Gremlin is a Turing Complete programming language useful for working with graphs. It is a Java DSL that makes extensive use of XPath to query, analyze and manipulate graphs.
Gremlin can be used to create multi-relational graphs. Because the elements of the graph, vertices and edges, have properties defined as key-value pairs, the graph is called a property graph, and this is an example:
The language has the following types:
- graph: a graph is composed of a set of vertices and a set of edges.
- vertex: a vertex is composed of a set of outgoing edges, incoming edges, and a map of properties.
- edge: an edge is composed of an outgoing vertex, incoming vertex, and a map of properties.
- boolean: a boolean can either be true or false.
- number: a number is a natural (integer) or real (double) number.
- string: a string is an array of characters.
- list: a list is an ordered collection of potentially duplicate objects.
- map: a map is an associative array from a set of object keys to a collection of object values.
Besides XPath’s mathematical operations – addition, subtraction, multiplication, etc. - , Gremlin has a number of statements like If/Else, While, Repeat, Foreach, and others.
Gremlin can be used against any framework that implements the General Graph Model.
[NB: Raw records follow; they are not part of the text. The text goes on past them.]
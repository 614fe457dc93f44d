/// Snowflake 目标库限制
pub mod snowflake {
    /// VARCHAR 最大长度（字符数，16 MiB）
    pub const MAX_VARCHAR_LENGTH: u64 = 16_777_216;

    /// BINARY 最大长度（字节数，8 MiB）
    pub const MAX_BINARY_LENGTH: u64 = 8_388_608;

    /// NUMBER 最大精度
    pub const MAX_NUMBER_PRECISION: u32 = 38;

    /// NUMBER 最大小数位
    pub const MAX_NUMBER_SCALE: u32 = 37;

    /// 无映射类型的兜底类型
    pub const FALLBACK_TYPE: &str = "VARCHAR";

    /// 需要加引号的保留字（大写）
    pub const RESERVED_WORDS: &[&str] = &[
        "ACCOUNT", "ALL", "ALTER", "AND", "ANY", "AS", "BETWEEN", "BY", "CASE", "CAST", "CHECK",
        "COLUMN", "CONNECT", "CONNECTION", "CONSTRAINT", "CREATE", "CROSS", "CURRENT",
        "CURRENT_DATE", "CURRENT_TIME", "CURRENT_TIMESTAMP", "CURRENT_USER", "DATABASE",
        "DELETE", "DISTINCT", "DROP", "ELSE", "EXISTS", "FALSE", "FOLLOWING", "FOR", "FROM",
        "FULL", "GRANT", "GROUP", "GSCLUSTER", "HAVING", "ILIKE", "IN", "INCREMENT", "INNER",
        "INSERT", "INTERSECT", "INTO", "IS", "ISSUE", "JOIN", "LATERAL", "LEFT", "LIKE",
        "LOCALTIME", "LOCALTIMESTAMP", "MINUS", "NATURAL", "NOT", "NULL", "OF", "ON", "OR",
        "ORDER", "ORGANIZATION", "QUALIFY", "REGEXP", "REVOKE", "RIGHT", "RLIKE", "ROW", "ROWS",
        "SAMPLE", "SCHEMA", "SELECT", "SET", "SOME", "START", "TABLE", "TABLESAMPLE", "THEN",
        "TO", "TRIGGER", "TRUE", "TRY_CAST", "UNION", "UNIQUE", "UPDATE", "USING", "VALUES",
        "VIEW", "WHEN", "WHENEVER", "WHERE", "WITH",
    ];
}

/// 分析流程相关常量
pub mod analysis {
    /// 在线抽取默认超时（秒）
    pub const DEFAULT_TIMEOUT_SECS: u64 = 30;

    /// 大表阈值（行数估计）
    pub const DEFAULT_LARGE_TABLE_ROWS: u64 = 1_000_000;

    /// dump 模式下未声明数据库名时使用的名字
    pub const DUMP_DATABASE_NAME: &str = "uploaded_schema";

    /// 允许上传的 dump 文件扩展名
    pub const DUMP_FILE_EXTENSION: &str = ".sql";
}

/// 在线连接相关常量
pub mod live {
    /// PostgreSQL 默认 schema
    pub const DEFAULT_POSTGRES_SCHEMA: &str = "public";

    /// MSSQL 默认 schema
    pub const DEFAULT_MSSQL_SCHEMA: &str = "dbo";
}

/// 配置文件相关常量
pub mod config {
    /// 按优先级查找的配置文件名
    pub const CONFIG_FILE_NAMES: &[&str] = &["analyzer.toml", ".analyzer.toml"];

    /// 默认日志级别
    pub const DEFAULT_LOG_LEVEL: &str = "info";

    /// 日志文件环境变量
    pub const LOG_FILE_ENV: &str = "ANALYZER_LOG_FILE";
}
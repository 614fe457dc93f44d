//! 迁移风险检测
//!
//! 规则是显式传入的纯函数列表，按作用域分为列规则、表规则和模型规则。
//! 只遍历基表；输出顺序：按模型中表的顺序，先逐列（每列按规则顺序）
//! 再表级规则，最后是模型级规则。同一输入总是得到同一结果。

pub mod rules;

use crate::config::AnalysisConfig;
use crate::dialect::{SourceDialect, TargetDialect};
use crate::mapping::{TypeMapping, map_type};
use crate::model::{Column, SchemaModel, Table};
use serde::{Deserialize, Serialize};
use std::fmt;

/// 风险等级，比较顺序 info < warning < error
#[derive(Debug, Clone, Copy, PartialEq, Eq, PartialOrd, Ord, Hash, Serialize, Deserialize)]
#[serde(rename_all = "lowercase")]
pub enum Severity {
    Info,
    Warning,
    Error,
}

impl Severity {
    pub fn as_str(self) -> &'static str {
        match self {
            Severity::Info => "info",
            Severity::Warning => "warning",
            Severity::Error => "error",
        }
    }
}

impl fmt::Display for Severity {
    fn fmt(&self, f: &mut fmt::Formatter<'_>) -> fmt::Result {
        f.write_str(self.as_str())
    }
}

/// 风险分类标签，序列化值是对外稳定的
#[derive(Debug, Clone, Copy, PartialEq, Eq, Hash, Serialize, Deserialize)]
#[serde(rename_all = "snake_case")]
pub enum RiskType {
    MissingPrimaryKey,
    SizeLimitExceeded,
    PrecisionLoss,
    UnsupportedFeature,
    TypeFallback,
    RiskyType,
    Encoding,
    LargeTable,
    PartialExtraction,
}

impl RiskType {
    pub fn as_str(self) -> &'static str {
        match self {
            RiskType::MissingPrimaryKey => "missing_primary_key",
            RiskType::SizeLimitExceeded => "size_limit_exceeded",
            RiskType::PrecisionLoss => "precision_loss",
            RiskType::UnsupportedFeature => "unsupported_feature",
            RiskType::TypeFallback => "type_fallback",
            RiskType::RiskyType => "risky_type",
            RiskType::Encoding => "encoding",
            RiskType::LargeTable => "large_table",
            RiskType::PartialExtraction => "partial_extraction",
        }
    }
}

/// 一条迁移风险
#[derive(Debug, Clone, PartialEq, Eq, Serialize, Deserialize)]
pub struct Risk {
    pub table: String,
    pub column: Option<String>,
    #[serde(rename = "type")]
    pub risk_type: RiskType,
    pub severity: Severity,
    /// 仅用于展示
    pub message: String,
}

impl Risk {
    pub fn table(
        table: impl Into<String>,
        risk_type: RiskType,
        severity: Severity,
        message: impl Into<String>,
    ) -> Self {
        Self {
            table: table.into(),
            column: None,
            risk_type,
            severity,
            message: message.into(),
        }
    }

    pub fn column(
        table: impl Into<String>,
        column: impl Into<String>,
        risk_type: RiskType,
        severity: Severity,
        message: impl Into<String>,
    ) -> Self {
        Self {
            table: table.into(),
            column: Some(column.into()),
            risk_type,
            severity,
            message: message.into(),
        }
    }
}

/// 按等级汇总的风险数，按需计算，不落盘
#[derive(Debug, Clone, Copy, PartialEq, Eq, Default, Serialize)]
pub struct SeveritySummary {
    pub errors: usize,
    pub warnings: usize,
    pub info: usize,
}

impl SeveritySummary {
    pub fn from_risks(risks: &[Risk]) -> Self {
        risks
            .iter()
            .fold(Self::default(), |mut summary, risk| {
                match risk.severity {
                    Severity::Error => summary.errors += 1,
                    Severity::Warning => summary.warnings += 1,
                    Severity::Info => summary.info += 1,
                }
                summary
            })
    }

    pub fn total(&self) -> usize {
        self.errors + self.warnings + self.info
    }
}

/// 规则运行参数
#[derive(Debug, Clone, Copy, PartialEq, Eq)]
pub struct RuleContext {
    pub target: TargetDialect,
    /// 行数估计超过该值的表视为大表
    pub large_table_rows: u64,
}

impl RuleContext {
    pub fn new(target: TargetDialect, analysis: &AnalysisConfig) -> Self {
        Self {
            target,
            large_table_rows: analysis.large_table_rows,
        }
    }
}

impl Default for RuleContext {
    fn default() -> Self {
        Self::new(TargetDialect::default(), &AnalysisConfig::default())
    }
}

/// 列规则的输入：列、所在表及其类型映射结果
pub struct ColumnSite<'a> {
    pub dialect: SourceDialect,
    pub table: &'a Table,
    pub column: &'a Column,
    pub mapping: &'a TypeMapping,
}

/// 表规则的输入
pub struct TableSite<'a> {
    pub dialect: SourceDialect,
    pub table: &'a Table,
}

pub type ColumnRule = fn(&RuleContext, &ColumnSite<'_>) -> Option<Risk>;
pub type TableRule = fn(&RuleContext, &TableSite<'_>) -> Option<Risk>;
pub type ModelRule = fn(&RuleContext, &SchemaModel) -> Vec<Risk>;

/// 有序规则集
#[derive(Clone, Default)]
pub struct RuleSet {
    pub column_rules: Vec<ColumnRule>,
    pub table_rules: Vec<TableRule>,
    pub model_rules: Vec<ModelRule>,
}

impl RuleSet {
    /// 默认规则集
    pub fn standard() -> Self {
        Self {
            column_rules: vec![
                rules::size_limit_exceeded,
                rules::precision_loss,
                rules::extension_dependency,
                rules::risky_type,
                rules::type_fallback,
                rules::column_encoding,
            ],
            table_rules: vec![
                rules::missing_primary_key,
                rules::table_encoding,
                rules::large_table,
            ],
            model_rules: vec![rules::partial_extraction, rules::unsupported_objects],
        }
    }

    pub fn with_column_rule(mut self, rule: ColumnRule) -> Self {
        self.column_rules.push(rule);
        self
    }

    pub fn with_table_rule(mut self, rule: TableRule) -> Self {
        self.table_rules.push(rule);
        self
    }

    pub fn with_model_rule(mut self, rule: ModelRule) -> Self {
        self.model_rules.push(rule);
        self
    }
}

impl fmt::Debug for RuleSet {
    fn fmt(&self, f: &mut fmt::Formatter<'_>) -> fmt::Result {
        f.debug_struct("RuleSet")
            .field("column_rules", &self.column_rules.len())
            .field("table_rules", &self.table_rules.len())
            .field("model_rules", &self.model_rules.len())
            .finish()
    }
}

/// 对模型运行规则集
pub fn detect(model: &SchemaModel, rules: &RuleSet, context: &RuleContext) -> Vec<Risk> {
    let mut risks = Vec::new();

    for table in model.base_tables() {
        for column in &table.columns {
            let mapping = map_type(model.source_dialect, context.target, &column.source_type);
            let site = ColumnSite {
                dialect: model.source_dialect,
                table,
                column,
                mapping: &mapping,
            };
            risks.extend(rules.column_rules.iter().filter_map(|rule| rule(context, &site)));
        }
        let site = TableSite {
            dialect: model.source_dialect,
            table,
        };
        risks.extend(rules.table_rules.iter().filter_map(|rule| rule(context, &site)));
    }

    for rule in &rules.model_rules {
        risks.extend(rule(context, model));
    }

    risks
}
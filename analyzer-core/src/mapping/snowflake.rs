use super::{LossKind, MappingOutcome, TypeMapping};
use crate::constants::snowflake::{
    FALLBACK_TYPE, MAX_BINARY_LENGTH, MAX_NUMBER_PRECISION, MAX_NUMBER_SCALE, MAX_VARCHAR_LENGTH,
};
use crate::dialect::DialectFamily;
use crate::model::SourceType;

/// 单条映射规则
#[derive(Debug, Clone, Copy)]
enum Rule {
    /// 固定目标类型
    Fixed(&'static str),
    /// 固定目标类型，语义有损
    Semantic(&'static str),
    /// 整数类型，unsigned 时放宽
    Integer {
        signed: &'static str,
        unsigned: &'static str,
    },
    /// DECIMAL / NUMERIC，`default` 为未声明精度时源库采用的 (p, s)
    Decimal { default: Option<(u32, u32)> },
    /// 带声明长度的字符串/二进制；MSSQL `(max)` 按 LOB 容量计
    Sized { target: &'static str, max: u64 },
    /// 长度由类型本身决定（TEXT、BLOB 系列）
    Capacity {
        target: &'static str,
        capacity: u64,
        max: u64,
    },
    /// 带小数秒精度的时间类型
    Temporal(&'static str),
}

/// MSSQL `(max)` 与 text/ntext/image 的容量（2 GB）
const MSSQL_LOB_CAPACITY: u64 = 2_147_483_647;

/// PostgreSQL 单个字段值上限（1 GB）
const POSTGRES_FIELD_CAPACITY: u64 = 1_073_741_824;

const MYSQL_TYPES: &[(&str, Rule)] = &[
    ("tinyint", Rule::Integer { signed: "SMALLINT", unsigned: "SMALLINT" }),
    ("smallint", Rule::Integer { signed: "SMALLINT", unsigned: "INTEGER" }),
    ("mediumint", Rule::Integer { signed: "INTEGER", unsigned: "INTEGER" }),
    ("int", Rule::Integer { signed: "INTEGER", unsigned: "BIGINT" }),
    ("integer", Rule::Integer { signed: "INTEGER", unsigned: "BIGINT" }),
    ("bigint", Rule::Integer { signed: "BIGINT", unsigned: "NUMBER(20,0)" }),
    ("float", Rule::Fixed("FLOAT")),
    ("double", Rule::Fixed("DOUBLE")),
    ("double precision", Rule::Fixed("DOUBLE")),
    ("real", Rule::Fixed("DOUBLE")),
    ("decimal", Rule::Decimal { default: Some((10, 0)) }),
    ("numeric", Rule::Decimal { default: Some((10, 0)) }),
    ("dec", Rule::Decimal { default: Some((10, 0)) }),
    ("fixed", Rule::Decimal { default: Some((10, 0)) }),
    ("bool", Rule::Fixed("BOOLEAN")),
    ("boolean", Rule::Fixed("BOOLEAN")),
    ("char", Rule::Sized { target: "CHAR", max: MAX_VARCHAR_LENGTH }),
    ("varchar", Rule::Sized { target: "VARCHAR", max: MAX_VARCHAR_LENGTH }),
    ("tinytext", Rule::Capacity { target: "VARCHAR", capacity: 255, max: MAX_VARCHAR_LENGTH }),
    ("text", Rule::Capacity { target: "VARCHAR", capacity: 65_535, max: MAX_VARCHAR_LENGTH }),
    ("mediumtext", Rule::Capacity { target: "VARCHAR", capacity: 16_777_215, max: MAX_VARCHAR_LENGTH }),
    ("longtext", Rule::Capacity { target: "VARCHAR", capacity: 4_294_967_295, max: MAX_VARCHAR_LENGTH }),
    ("binary", Rule::Sized { target: "BINARY", max: MAX_BINARY_LENGTH }),
    ("varbinary", Rule::Sized { target: "BINARY", max: MAX_BINARY_LENGTH }),
    ("tinyblob", Rule::Capacity { target: "BINARY", capacity: 255, max: MAX_BINARY_LENGTH }),
    ("blob", Rule::Capacity { target: "BINARY", capacity: 65_535, max: MAX_BINARY_LENGTH }),
    ("mediumblob", Rule::Capacity { target: "BINARY", capacity: 16_777_215, max: MAX_BINARY_LENGTH }),
    ("longblob", Rule::Capacity { target: "BINARY", capacity: 4_294_967_295, max: MAX_BINARY_LENGTH }),
    ("date", Rule::Fixed("DATE")),
    ("time", Rule::Temporal("TIME")),
    ("datetime", Rule::Temporal("TIMESTAMP_NTZ")),
    ("timestamp", Rule::Temporal("TIMESTAMP_NTZ")),
    ("year", Rule::Semantic("SMALLINT")),
    ("json", Rule::Semantic("VARIANT")),
    ("enum", Rule::Semantic("VARCHAR(255)")),
    ("set", Rule::Semantic("VARCHAR(1024)")),
    ("bit", Rule::Semantic("BINARY")),
    ("geometry", Rule::Semantic("GEOMETRY")),
    ("point", Rule::Semantic("GEOMETRY")),
    ("linestring", Rule::Semantic("GEOMETRY")),
    ("polygon", Rule::Semantic("GEOMETRY")),
    ("multipoint", Rule::Semantic("GEOMETRY")),
    ("multilinestring", Rule::Semantic("GEOMETRY")),
    ("multipolygon", Rule::Semantic("GEOMETRY")),
    ("geometrycollection", Rule::Semantic("GEOMETRY")),
    // MariaDB
    ("uuid", Rule::Fixed("VARCHAR(36)")),
    ("inet4", Rule::Semantic("VARCHAR(15)")),
    ("inet6", Rule::Semantic("VARCHAR(39)")),
];

const POSTGRES_TYPES: &[(&str, Rule)] = &[
    ("smallint", Rule::Fixed("SMALLINT")),
    ("int2", Rule::Fixed("SMALLINT")),
    ("integer", Rule::Fixed("INTEGER")),
    ("int", Rule::Fixed("INTEGER")),
    ("int4", Rule::Fixed("INTEGER")),
    ("bigint", Rule::Fixed("BIGINT")),
    ("int8", Rule::Fixed("BIGINT")),
    ("smallserial", Rule::Fixed("SMALLINT")),
    ("serial2", Rule::Fixed("SMALLINT")),
    ("serial", Rule::Fixed("INTEGER")),
    ("serial4", Rule::Fixed("INTEGER")),
    ("bigserial", Rule::Fixed("BIGINT")),
    ("serial8", Rule::Fixed("BIGINT")),
    ("real", Rule::Fixed("FLOAT")),
    ("float4", Rule::Fixed("FLOAT")),
    ("double precision", Rule::Fixed("DOUBLE")),
    ("float8", Rule::Fixed("DOUBLE")),
    ("float", Rule::Fixed("DOUBLE")),
    ("numeric", Rule::Decimal { default: None }),
    ("decimal", Rule::Decimal { default: None }),
    ("money", Rule::Fixed("NUMBER(19,2)")),
    ("character varying", Rule::Sized { target: "VARCHAR", max: MAX_VARCHAR_LENGTH }),
    ("varchar", Rule::Sized { target: "VARCHAR", max: MAX_VARCHAR_LENGTH }),
    ("character", Rule::Sized { target: "CHAR", max: MAX_VARCHAR_LENGTH }),
    ("char", Rule::Sized { target: "CHAR", max: MAX_VARCHAR_LENGTH }),
    ("bpchar", Rule::Sized { target: "CHAR", max: MAX_VARCHAR_LENGTH }),
    ("text", Rule::Capacity { target: "VARCHAR", capacity: POSTGRES_FIELD_CAPACITY, max: MAX_VARCHAR_LENGTH }),
    ("citext", Rule::Fixed("VARCHAR")),
    ("bytea", Rule::Capacity { target: "BINARY", capacity: POSTGRES_FIELD_CAPACITY, max: MAX_BINARY_LENGTH }),
    ("boolean", Rule::Fixed("BOOLEAN")),
    ("bool", Rule::Fixed("BOOLEAN")),
    ("date", Rule::Fixed("DATE")),
    ("time", Rule::Temporal("TIME")),
    ("time without time zone", Rule::Temporal("TIME")),
    ("time with time zone", Rule::Semantic("TIME")),
    ("timetz", Rule::Semantic("TIME")),
    ("timestamp", Rule::Temporal("TIMESTAMP_NTZ")),
    ("timestamp without time zone", Rule::Temporal("TIMESTAMP_NTZ")),
    ("timestamp with time zone", Rule::Temporal("TIMESTAMP_TZ")),
    ("timestamptz", Rule::Temporal("TIMESTAMP_TZ")),
    ("interval", Rule::Semantic("VARCHAR")),
    ("uuid", Rule::Fixed("VARCHAR(36)")),
    ("json", Rule::Fixed("VARIANT")),
    ("jsonb", Rule::Fixed("VARIANT")),
    ("xml", Rule::Semantic("VARCHAR")),
    ("inet", Rule::Semantic("VARCHAR")),
    ("cidr", Rule::Semantic("VARCHAR")),
    ("macaddr", Rule::Semantic("VARCHAR")),
    ("bit", Rule::Semantic("VARCHAR")),
    ("bit varying", Rule::Semantic("VARCHAR")),
    ("varbit", Rule::Semantic("VARCHAR")),
    ("tsvector", Rule::Semantic("VARCHAR")),
    // 扩展类型
    ("hstore", Rule::Semantic("OBJECT")),
    ("geometry", Rule::Semantic("GEOMETRY")),
    ("geography", Rule::Semantic("GEOGRAPHY")),
    ("ltree", Rule::Semantic("VARCHAR")),
    ("vector", Rule::Semantic("ARRAY")),
];

const MSSQL_TYPES: &[(&str, Rule)] = &[
    ("tinyint", Rule::Fixed("SMALLINT")),
    ("smallint", Rule::Fixed("SMALLINT")),
    ("int", Rule::Fixed("INTEGER")),
    ("bigint", Rule::Fixed("BIGINT")),
    ("bit", Rule::Fixed("BOOLEAN")),
    ("decimal", Rule::Decimal { default: Some((18, 0)) }),
    ("numeric", Rule::Decimal { default: Some((18, 0)) }),
    ("money", Rule::Fixed("NUMBER(19,4)")),
    ("smallmoney", Rule::Fixed("NUMBER(10,4)")),
    ("float", Rule::Fixed("FLOAT")),
    ("real", Rule::Fixed("FLOAT")),
    ("char", Rule::Sized { target: "CHAR", max: MAX_VARCHAR_LENGTH }),
    ("nchar", Rule::Sized { target: "CHAR", max: MAX_VARCHAR_LENGTH }),
    ("varchar", Rule::Sized { target: "VARCHAR", max: MAX_VARCHAR_LENGTH }),
    ("nvarchar", Rule::Sized { target: "VARCHAR", max: MAX_VARCHAR_LENGTH }),
    ("text", Rule::Capacity { target: "VARCHAR", capacity: MSSQL_LOB_CAPACITY, max: MAX_VARCHAR_LENGTH }),
    ("ntext", Rule::Capacity { target: "VARCHAR", capacity: MSSQL_LOB_CAPACITY, max: MAX_VARCHAR_LENGTH }),
    ("binary", Rule::Sized { target: "BINARY", max: MAX_BINARY_LENGTH }),
    ("varbinary", Rule::Sized { target: "BINARY", max: MAX_BINARY_LENGTH }),
    ("image", Rule::Capacity { target: "BINARY", capacity: MSSQL_LOB_CAPACITY, max: MAX_BINARY_LENGTH }),
    ("date", Rule::Fixed("DATE")),
    ("time", Rule::Temporal("TIME")),
    ("datetime", Rule::Fixed("TIMESTAMP_NTZ(3)")),
    ("smalldatetime", Rule::Fixed("TIMESTAMP_NTZ(0)")),
    ("datetime2", Rule::Temporal("TIMESTAMP_NTZ")),
    ("datetimeoffset", Rule::Temporal("TIMESTAMP_TZ")),
    ("uniqueidentifier", Rule::Fixed("VARCHAR(36)")),
    ("xml", Rule::Semantic("VARCHAR")),
    ("geography", Rule::Semantic("GEOGRAPHY")),
    ("geometry", Rule::Semantic("GEOMETRY")),
    ("hierarchyid", Rule::Semantic("VARCHAR")),
    ("sql_variant", Rule::Semantic("VARIANT")),
    // MSSQL 的 timestamp 是行版本号，不是时间
    ("timestamp", Rule::Semantic("BINARY(8)")),
    ("rowversion", Rule::Semantic("BINARY(8)")),
];

/// Snowflake 时间类型小数秒最大位数
const MAX_FRACTIONAL_DIGITS: u32 = 9;

fn table_for(family: DialectFamily) -> &'static [(&'static str, Rule)] {
    match family {
        DialectFamily::Mysql => MYSQL_TYPES,
        DialectFamily::Postgres => POSTGRES_TYPES,
        DialectFamily::Mssql => MSSQL_TYPES,
    }
}

pub(super) fn declared_types(family: DialectFamily) -> Vec<&'static str> {
    table_for(family).iter().map(|(name, _)| *name).collect()
}

pub(super) fn map(family: DialectFamily, source_type: &SourceType) -> TypeMapping {
    if source_type.array {
        return TypeMapping::lossy("ARRAY", LossKind::Semantic);
    }

    // TINYINT(1) 是 MySQL 的布尔约定
    if family == DialectFamily::Mysql
        && source_type.name == "tinyint"
        && source_type.length == Some(1)
    {
        return TypeMapping::exact("BOOLEAN");
    }

    match table_for(family)
        .iter()
        .find(|(name, _)| *name == source_type.name)
    {
        Some((_, rule)) => apply(*rule, source_type),
        None => TypeMapping {
            target_type: FALLBACK_TYPE.to_string(),
            outcome: MappingOutcome::Fallback,
        },
    }
}

fn apply(rule: Rule, source_type: &SourceType) -> TypeMapping {
    match rule {
        Rule::Fixed(target) => TypeMapping::exact(target),
        Rule::Semantic(target) => TypeMapping::lossy(target, LossKind::Semantic),
        Rule::Integer { signed, unsigned } => {
            TypeMapping::exact(if source_type.unsigned { unsigned } else { signed })
        }
        Rule::Decimal { default } => map_decimal(source_type, default),
        Rule::Sized { target, max } if source_type.max => capped(target, MSSQL_LOB_CAPACITY, max),
        Rule::Sized { target, max } => match source_type.declared_length() {
            Some(length) => capped(target, length, max),
            None => TypeMapping::exact(target),
        },
        Rule::Capacity {
            target,
            capacity,
            max,
        } => capped(target, capacity, max),
        Rule::Temporal(target) => match source_type.precision {
            Some(digits) => {
                TypeMapping::exact(format!("{target}({})", digits.min(MAX_FRACTIONAL_DIGITS)))
            }
            None => TypeMapping::exact(target),
        },
    }
}

fn capped(target: &str, declared: u64, max: u64) -> TypeMapping {
    if declared > max {
        TypeMapping::lossy(format!("{target}({max})"), LossKind::Truncated { declared, max })
    } else {
        TypeMapping::exact(format!("{target}({declared})"))
    }
}

fn map_decimal(source_type: &SourceType, default: Option<(u32, u32)>) -> TypeMapping {
    let (precision, scale) = match (source_type.precision, default) {
        (Some(precision), _) => (precision, source_type.scale.unwrap_or(0)),
        (None, Some(default)) => default,
        // 未约束精度的 NUMERIC 可存任意位数
        (None, None) => {
            return TypeMapping::lossy(
                format!("NUMBER({MAX_NUMBER_PRECISION},0)"),
                LossKind::Precision {
                    precision: None,
                    scale: None,
                },
            );
        }
    };

    if precision > MAX_NUMBER_PRECISION || scale > MAX_NUMBER_SCALE {
        let capped_precision = precision.min(MAX_NUMBER_PRECISION);
        let capped_scale = scale.min(MAX_NUMBER_SCALE).min(capped_precision);
        return TypeMapping::lossy(
            format!("NUMBER({capped_precision},{capped_scale})"),
            LossKind::Precision {
                precision: Some(precision),
                scale: Some(scale),
            },
        );
    }

    TypeMapping::exact(format!("NUMBER({precision},{scale})"))
}
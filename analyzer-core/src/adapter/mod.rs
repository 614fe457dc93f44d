//! 源库适配器
//!
//! 两种输入：在线连接（[`live`]）读取系统目录，静态 dump（[`dump`]）逐条解析 DDL。
//! 两者都产出 [`Extraction`]，由 [`crate::model::build_model`] 规范化。

pub mod dump;
pub mod live;

use crate::config::EngineConfig;
use crate::dialect::SourceDialect;
use crate::error::Result;
use crate::model::{ExtractionMode, SchemaObject, TableKind};
use live::ConnectionDescriptor;
use serde::{Deserialize, Serialize};
use tokio_util::sync::CancellationToken;

/// 分析输入
#[derive(Debug, Clone, Serialize, Deserialize)]
#[serde(tag = "mode", rename_all = "snake_case")]
pub enum AnalysisSource {
    /// 在线连接；`dialect` 用于区分 MariaDB / Aurora 等同族方言，为空时按 `db_type` 推断
    Live {
        descriptor: ConnectionDescriptor,
        #[serde(default)]
        dialect: Option<SourceDialect>,
    },
    /// 上传的 SQL dump 文本
    Dump(DumpSource),
}

#[derive(Debug, Clone, Serialize, Deserialize)]
pub struct DumpSource {
    pub sql: String,
    #[serde(default)]
    pub dialect: Option<SourceDialect>,
    #[serde(default)]
    pub file_name: Option<String>,
}

impl DumpSource {
    pub fn new(sql: impl Into<String>) -> Self {
        Self {
            sql: sql.into(),
            dialect: None,
            file_name: None,
        }
    }

    pub fn with_dialect(mut self, dialect: SourceDialect) -> Self {
        self.dialect = Some(dialect);
        self
    }

    pub fn with_file_name(mut self, file_name: impl Into<String>) -> Self {
        self.file_name = Some(file_name.into());
        self
    }
}

/// 适配器产出的原始 schema，尚未校验
#[derive(Debug, Clone)]
pub struct Extraction {
    pub database: String,
    pub dialect: SourceDialect,
    pub mode: ExtractionMode,
    pub tables: Vec<RawTable>,
    pub objects: Vec<SchemaObject>,
    pub skipped_statements: usize,
}

#[derive(Debug, Clone)]
pub struct RawTable {
    pub name: String,
    pub kind: TableKind,
    pub row_count: u64,
    pub columns: Vec<RawColumn>,
    pub indexes: Vec<RawIndex>,
    pub engine: Option<String>,
    pub comment: Option<String>,
    pub collation: Option<String>,
}

impl RawTable {
    pub fn new(name: impl Into<String>, kind: TableKind) -> Self {
        Self {
            name: name.into(),
            kind,
            row_count: 0,
            columns: Vec::new(),
            indexes: Vec::new(),
            engine: None,
            comment: None,
            collation: None,
        }
    }

    pub fn has_primary_index(&self) -> bool {
        self.indexes.iter().any(|i| i.primary)
    }
}

#[derive(Debug, Clone)]
pub struct RawColumn {
    pub name: String,
    /// 源库给出的类型文本
    pub data_type: String,
    pub nullable: bool,
    pub default_value: Option<String>,
    pub auto_increment: bool,
    pub comment: Option<String>,
    pub collation: Option<String>,
}

#[derive(Debug, Clone)]
pub struct RawIndex {
    pub name: String,
    pub columns: Vec<String>,
    pub unique: bool,
    pub primary: bool,
}

/// 按输入方式分派到对应适配器
pub async fn extract_schema(
    source: &AnalysisSource,
    config: &EngineConfig,
    cancel: &CancellationToken,
) -> Result<Extraction> {
    match source {
        AnalysisSource::Dump(dump) => dump::parse_dump(dump, &config.dump),
        AnalysisSource::Live {
            descriptor,
            dialect,
        } => live::extract(descriptor, *dialect, config, cancel).await,
    }
}

/// serial 类型或 nextval() 默认值都意味着自增列
pub(crate) fn implies_auto_increment(data_type: &str, default_value: Option<&str>) -> bool {
    let data_type = data_type.trim().to_lowercase();
    matches!(
        data_type.as_str(),
        "serial" | "bigserial" | "smallserial" | "serial4" | "serial8" | "serial2"
    ) || default_value
        .map(|d| d.to_lowercase().contains("nextval("))
        .unwrap_or(false)
}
This model consists of a number of components - graph, element, vertex, edge, and index - and their associated Java interfaces which need to be implemented in order to manipulate a graph using Gremlin constructs.
One example of using Gremlin is working with graphs saved as MongoDB documents. Another is working with Resource Description Framework stores like OpenRDF, AllegroGraph, Open Virtuoso or the Neo4j graph database. In the future, the Gremlin team intends to add support for CouchDB and Terracotta.
Example
To work with a JSON encoding of a graph one needs to use the following schemas for vertices and edges:
object {
string "_id";
array { string } inEdges;
array { string } outEdges;
object { }* properties;
};
object {
string "_id";
string label;
string inVertex;
string outVertex;
object { }* properties;
};
Then, the graph pictured above is encoded in JSON as following:
//// VERTEX COLLECTION ////
{
_id: "1",
properties: {
name : "marko",
age : 29 },
outEdges : ["7","8","9"]
}
{
_id: "2",
properties: {
name : "vadas",
age : 27
},
inEdges : ["7"]
} ... [section skipped for brevity]
//// EDGE COLLECTION ////
{
_id: "12",
label: "created",
properties: { weight : 0.2 },
outVertex : "6",
inVertex : "3"
}
This data is entered into MongoDB which creates two collections, one for vertices and one for edges, and Gremlin allows the manipulation of these collections through the General Graph Model interface: adding/removing vertices or edges, getting a list of vertices or edges, getting/setting properties on vertices or edges, and navigating the graph by finding the associated edges to a vertex or the vertices of an edge.
Adding two vertices to a graph and connecting them through an edge named “related_to” is done as following:
gremlin> $v := g:add-v($g) ==>v[0]
gremlin> $u := g:add-v($g) ==>v[1]
gremlin> $e := g:add-e($g, $v, 'related_to', $u) ==>e[2][0-related_to->1]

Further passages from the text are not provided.